Dr Andre Van Zyl, the director of the University of Johannesburg’s (UJ) Academic Development Centre and head of the South African National Resource Centre even when access is granted, the first-year experience and students in transition, told journalists at a 2013 press briefing that half of the 18% (national intake capacity) of matrics that register across the country’s institutions drop out.
According to 2017 South African Higher Education: Facts and Figures, Universities conduct around 20% each of all research; the government sector (including the science councils) conducts about 22.8%; while the business sector undertakes 55.9%, a proportion that the Department of Science and Technology (DST) says compares favourably to levels in European Union countries.

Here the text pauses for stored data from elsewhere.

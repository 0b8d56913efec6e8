use tracing::trace;
#[cfg(feature = "serde")] use serde::{Deserialize, Serialize};

/// A repeating cycle confirmed inside a finite sequence.
#[cfg_attr(feature = "serde", derive(Serialize, Deserialize))]
#[derive(Clone, Copy, Debug, Eq, PartialEq, Hash)]
pub struct Cycle {
    /// Index where the cycle begins (the length of the pre-periodic tail).
    pub start: usize,
    /// Index of the first element that repeats `start`.
    pub repeat: usize,
}

impl Cycle {
    #[inline]
    pub fn length(&self) -> usize {
        self.repeat - self.start
    }
}

/// Outcome of period detection on one sequence.
///
/// When no cycle was confirmed within the sampled window, `period` equals the
/// sequence length and `cycle` is `None`.
#[cfg_attr(feature = "serde", derive(Serialize, Deserialize))]
#[derive(Clone, Copy, Debug, Eq, PartialEq, Hash)]
pub struct PeriodReport {
    pub period: usize,
    pub cycle: Option<Cycle>,
}

impl PeriodReport {
    fn confirmed(cycle: Cycle) -> Self {
        PeriodReport { period: cycle.length(), cycle: Some(cycle) }
    }

    fn undetermined(length: usize) -> Self {
        PeriodReport { period: length, cycle: None }
    }

    /// Whether a genuine cycle was observed.
    #[inline]
    pub fn is_confirmed(&self) -> bool {
        self.cycle.is_some()
    }

    /// Index of the first detected repeat, if any.
    #[inline]
    pub fn first_repeat(&self) -> Option<usize> {
        self.cycle.map(|cycle| cycle.repeat)
    }
}

/// Returns the smallest period of every suffix: `periods[i]` is the smallest p
/// with `sequence[t] == sequence[t + p]` for all t >= i in bounds.
///
/// A suffix read backwards is a prefix of the reversed sequence and has the same
/// periods, so one prefix-function pass over the reversed sequence covers all of
/// them: a string of length L with longest border b has smallest period L - b.
fn suffix_periods(sequence: &[u64]) -> Vec<usize> {
    let n = sequence.len();
    let at = |k: usize| sequence[n - 1 - k];
    let mut border = vec![0usize; n];
    for k in 1 .. n {
        let mut b = border[k - 1];
        while b > 0 && at(k) != at(b) {
            b = border[b - 1];
        }
        if at(k) == at(b) {
            b += 1;
        }
        border[k] = b;
    }
    // Suffix i is the reversed prefix of length n - i.
    (0 .. n).map(|i| (n - i) - border[n - i - 1]).collect()
}

/// Finds the smallest cycle observable within the sequence.
///
/// A repeat at `repeat` of the value at `start` counts only if the rest of the
/// sequence keeps replicating it up to the end; an equal value with a diverging
/// continuation is not a cycle. The reported cycle has the earliest such repeat,
/// and among those the shortest length. Runs in time linear in the sequence
/// length, never depending on the modulus.
pub fn detect_period(sequence: &[u64]) -> PeriodReport {
    let n = sequence.len();
    let mut best: Option<Cycle> = None;

    for (start, period) in suffix_periods(sequence).into_iter().enumerate() {
        // A period equal to the suffix length means nothing repeats in it.
        if period >= n - start {
            continue;
        }
        let repeat = start + period;
        // Later starts win ties: same repeat index, shorter cycle.
        if best.map_or(true, |cycle| repeat <= cycle.repeat) {
            best = Some(Cycle { start, repeat });
        }
    }

    match best {
        Some(cycle) => {
            trace!(start = cycle.start, repeat = cycle.repeat, "cycle confirmed");
            PeriodReport::confirmed(cycle)
        }
        None => PeriodReport::undetermined(n),
    }
}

Osphera.net and University of Free State PhD researcher, Taabo Mugume supports that South Africa under democratic leadership has undergone drastic higher education reforms. While there are challenges, progress is noticeable in the levels of access due to policy changes designed post-1994 to support mass higher education.
Sadly, the legacy of apartheid’s Bantu Education made it harder for the preparation of most of the population to even contemplate tertiary education or for the privileged to pass on the baton, and grow South Africa’s (knowledge) economy as a collective human race.

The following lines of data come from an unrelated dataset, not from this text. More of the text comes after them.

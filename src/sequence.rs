use core::ops::Deref;
#[cfg(feature = "serde")] use serde::{Deserialize, Serialize};

/// A finite, 0-indexed sequence of residues.
/// Owns its storage; the LCG and reference sequences never alias.
#[cfg_attr(feature = "serde", derive(Serialize, Deserialize))]
#[cfg_attr(feature = "serde", serde(transparent))]
#[derive(Clone, Debug, Default, Eq, PartialEq, Hash)]
pub struct Sequence(Vec<u64>);

impl Sequence {
    pub fn into_vec(self) -> Vec<u64> {
        self.0
    }

    pub fn as_slice(&self) -> &[u64] {
        &self.0
    }
}

impl Deref for Sequence {
    type Target = [u64];

    fn deref(&self) -> &[u64] {
        &self.0
    }
}

impl From<Vec<u64>> for Sequence {
    fn from(values: Vec<u64>) -> Self {
        Sequence(values)
    }
}

impl FromIterator<u64> for Sequence {
    fn from_iter<I: IntoIterator<Item = u64>>(iter: I) -> Self {
        Sequence(iter.into_iter().collect())
    }
}

impl<'a> IntoIterator for &'a Sequence {
    type Item = &'a u64;
    type IntoIter = core::slice::Iter<'a, u64>;

    fn into_iter(self) -> Self::IntoIter {
        self.0.iter()
    }
}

In his paper, Mugume acknowledges the National Commission on Higher Education of 1996 and the White Paper on Higher Education of 1997, the Higher Education Act of 1997 was the first post-1994 fundamental policy initiative designed to ensure the regulated transformation of institutions of higher learning. To the ends of sustaining human rights, the Act was designed with the main intention of ensuring access to higher education for more students from previously disadvantaged communities and also to avail employment opportunities.
On a global level, neither the UN Millenium Development Goals (MDG) nor the outdated United Nations Universal Declaration of Human Rights mention higher educational paedagogical and socioeconomic factors directly affecting students in Technical and Vocational Education and Training colleges (TVET) and University. However, these MDG’s had to be updated to the Sustainable Development Goals (SDG) to the extent that part of Goal 4 Quality Education: “By 2030, ensure equal access for all women and men to affordable and quality technical, vocational and tertiary education, including university”. This seems as far too many Human Rights Days will come and go till this is realised. Besides, westernised solutions do not always fruit well in Africa.

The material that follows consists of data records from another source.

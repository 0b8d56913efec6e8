//! Command-line front end: analyze one LCG request and print the JSON outcome.

use anyhow::{Context, Result};
use clap::Parser;
use rand_cesaro::export::write_report;
use rand_cesaro::{Analyzer, AnalyzerConfig, LcgParams, Outcome, THEORETICAL_PI};
use std::fs::File;
use std::io::BufWriter;
use std::path::PathBuf;
use tracing::info;
use tracing_subscriber::{layer::SubscriberExt, util::SubscriberInitExt, EnvFilter};

#[derive(Parser, Debug, Clone)]
#[command(version, about = "Generate an LCG sequence and estimate its quality")]
struct Args {
    /// Modulus.
    #[arg(long, env = "LCG_M", allow_negative_numbers = true)]
    m: i128,

    /// Multiplier.
    #[arg(long, env = "LCG_A", allow_negative_numbers = true)]
    a: i128,

    /// Increment.
    #[arg(long, env = "LCG_C", allow_negative_numbers = true)]
    c: i128,

    /// Seed, reduced modulo m.
    #[arg(long, env = "LCG_X0", allow_negative_numbers = true)]
    x0: i128,

    /// Sequence length.
    #[arg(long, env = "LCG_N", allow_negative_numbers = true)]
    n: i128,

    /// Seed for the reference sequence. Fresh entropy when omitted.
    #[arg(long, env = "LCG_REFERENCE_SEED")]
    reference_seed: Option<u64>,

    /// Run all stages on the calling thread.
    #[arg(long, default_value_t = false)]
    sequential: bool,

    /// Also write the parameters and sequence as text to this file.
    #[arg(long)]
    output: Option<PathBuf>,

    /// Pretty-print the JSON outcome.
    #[arg(long, default_value_t = false)]
    pretty: bool,
}

fn main() -> Result<()> {
    tracing_subscriber::registry()
        .with(EnvFilter::try_from_default_env().unwrap_or_else(|_| EnvFilter::new("info")))
        .with(tracing_subscriber::fmt::layer().with_target(false).with_writer(std::io::stderr))
        .init();

    let args = Args::parse();
    let params = LcgParams { m: args.m, a: args.a, c: args.c, x0: args.x0, n: args.n };
    let analyzer = Analyzer::new(AnalyzerConfig {
        reference_seed: args.reference_seed,
        parallel: !args.sequential,
    });

    let result = analyzer.analyze(params);
    if let Ok(result) = &result {
        info!(
            period = result.lcg.period.period,
            pi = ?result.lcg.cesaro.pi_estimate,
            reference_period = result.reference.period.period,
            reference_pi = ?result.reference.cesaro.pi_estimate,
            theoretical = THEORETICAL_PI,
            "analysis complete"
        );
        if let Some(path) = &args.output {
            let file = File::create(path).with_context(|| format!("failed to create {}", path.display()))?;
            write_report(BufWriter::new(file), &result.request, &result.sequence)
                .with_context(|| format!("failed to write {}", path.display()))?;
            info!(path = %path.display(), "sequence saved");
        }
    }
    let failed = result.is_err();

    let outcome = Outcome::from(result);
    let json = if args.pretty {
        serde_json::to_string_pretty(&outcome)?
    } else {
        serde_json::to_string(&outcome)?
    };
    println!("{}", json);

    if failed {
        std::process::exit(2);
    }
    Ok(())
}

The forthcoming era of globalised industry, coined as the Fourth Industrial Revolution comes with new challenges making these Developmental Goals with the possibility of being obsolete also. According to the UN’s Committee on Special Rapporteur on the right to education, “education in all its forms and at all levels shall exhibit the following interrelated and essential features: a) availability; b) accessibility; c) acceptability; and d) adaptability”. It seems that Africa must align its own unique higher education aspirations capitalising on the ease of knowledge sharing in a networked world.
Many would agree that South African’s democracy was built on the heartfelt activism of the oppressed, who feel justice is not served to uphold their human rights.
21 March 2018 was to reflect on this very sentiment as many took a day off to remember the Sharpeville Massacre of 1960, March 21st.
As seen in the blog picture, 69 activists were killed, and 180 were wounded by the bullets of apartheid police. Personally, I feel that violence should never be a resort to any rational thinking society.
A society or better yet, a campus community that upholds human rights will not violate them but will welcome different perspectives through holistically inclusive ethical research and development. Higher education rights have to be seen as just that. The privilege ought to be the enjoyment of those rights, right?
What does #HumanRightsDay mean to you?
Is Higher Education a right or a privilege?